Сейчас уже произошла психологическая адаптация к войне. Я это наблюдаю в ходе моей научной работы. Мы продолжаем изучать закономерности городских конфликтов: на обширном материале пытаемся разработать для этого универсальную методику и программный продукт, которые можно будет потом использовать в других городах, и, может быть, странах.

Изучение города приносит утешение. Я вижу, что даже мой довольно молодой город переживает уже третье государство, что государства приходят и уходят, а города остаются. Не всё потеряно. Есть структуры древнее и прочнее, чем государства и нации.
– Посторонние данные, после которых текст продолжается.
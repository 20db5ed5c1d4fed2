// Copyright (c) 2025 Felix Kahle.
//
// Permission is hereby granted, free of charge, to any person obtaining
// a copy of this software and associated documentation files (the
// "Software"), to deal in the Software without restriction, including
// without limitation the rights to use, copy, modify, merge, publish,
// distribute, sublicense, and/or sell copies of the Software, and to
// permit persons to whom the Software is furnished to do so, subject to
// the following conditions:
//
// The above copyright notice and this permission notice shall be
// included in all copies or substantial portions of the Software.
//
// THE SOFTWARE IS PROVIDED "AS IS", WITHOUT WARRANTY OF ANY KIND,
// EXPRESS OR IMPLIED, INCLUDING BUT NOT LIMITED TO THE WARRANTIES OF
// MERCHANTABILITY, FITNESS FOR A PARTICULAR PURPOSE AND
// NONINFRINGEMENT. IN NO EVENT SHALL THE AUTHORS OR COPYRIGHT HOLDERS BE
// LIABLE FOR ANY CLAIM, DAMAGES OR OTHER LIABILITY, WHETHER IN AN ACTION
// OF CONTRACT, TORT OR OTHERWISE, ARISING FROM, OUT OF OR IN CONNECTION
// WITH THE SOFTWARE OR THE USE OR OTHER DEALINGS IN THE SOFTWARE.

use crate::yard::LayoutError;
use std::fmt::Display;

#[derive(Debug, Clone, Copy, PartialEq, Eq, Hash)]
pub enum InstanceGenConfigError {
    Layout(LayoutError),
    TooManyMissions { missions: usize, boxes: usize },
}

impl Display for InstanceGenConfigError {
    fn fmt(&self, f: &mut std::fmt::Formatter<'_>) -> std::fmt::Result {
        match self {
            InstanceGenConfigError::Layout(e) => write!(f, "{e}"),
            InstanceGenConfigError::TooManyMissions { missions, boxes } => write!(
                f,
                "Mission count {missions} cannot be larger than the {boxes} generated containers"
            ),
        }
    }
}

impl std::error::Error for InstanceGenConfigError {}

impl From<LayoutError> for InstanceGenConfigError {
    fn from(e: LayoutError) -> Self {
        InstanceGenConfigError::Layout(e)
    }
}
Они останутся, и надо их изучать, понимать, как они работают, как они могут развиваться и становиться лучше. Это погружение в науку помогает справляться с ситуацией. Как и общение с коллегами, большинство из которых не в восторге от происходящего. Понятно, что у всех разная логика. У кого-то это чисто моральное неприятие, а у кого-то пострадала карьера: обрублены контакты с зарубежными коллегами, возможности публиковаться, участвовать в грантах. Многие «технари» зависели от зарубежного оборудования, и теперь они не могут продолжать свои исследования. Мы же, социогуманитарии, пострадали не так, как естественники, поскольку нам мало что нужно — разве что общение с зарубежными коллегами.

Главные новости о жизни учёных во время войны, видео и инфографика — в телеграм-канале T-invariant. Подпишитесь, чтобы не пропустить.

Человек привыкает ко всему, и со временем начинает казаться, что та ненормальная ситуация, в которой мы живём, существует настолько давно, что трудно вспомнить, когда её не было. Годы войны в памяти заслонили собой весь горизонт, и мы уже не видим, что было до неё. А может быть, и не хотим видеть. Это стирание из памяти жизни до февраля 2022 года также притупляет эмоции, которые были в начале войны.

В нашем проекте мы проводим интервью с городскими активистами, с участниками конфликтов. Многие из них отмечают, что в первые полгода после начала войны жизнь как бы приостановилась. Потому что люди вообще не понимали, что происходит и как можно думать о каких-то рутинных делах. Всё замерло. А потом начали возвращаться к жизни. Раз ты не уехал, жизнь должна как-то продолжаться. Нельзя бесконечно горевать и отдаваться саморазрушению. Иначе окажется, что они победили, а ты проиграл, и история в очередной раз оправдает победителей. Дожить до конца этой истории — вот чем сейчас многие живут и ищут способы, как себя сохранить.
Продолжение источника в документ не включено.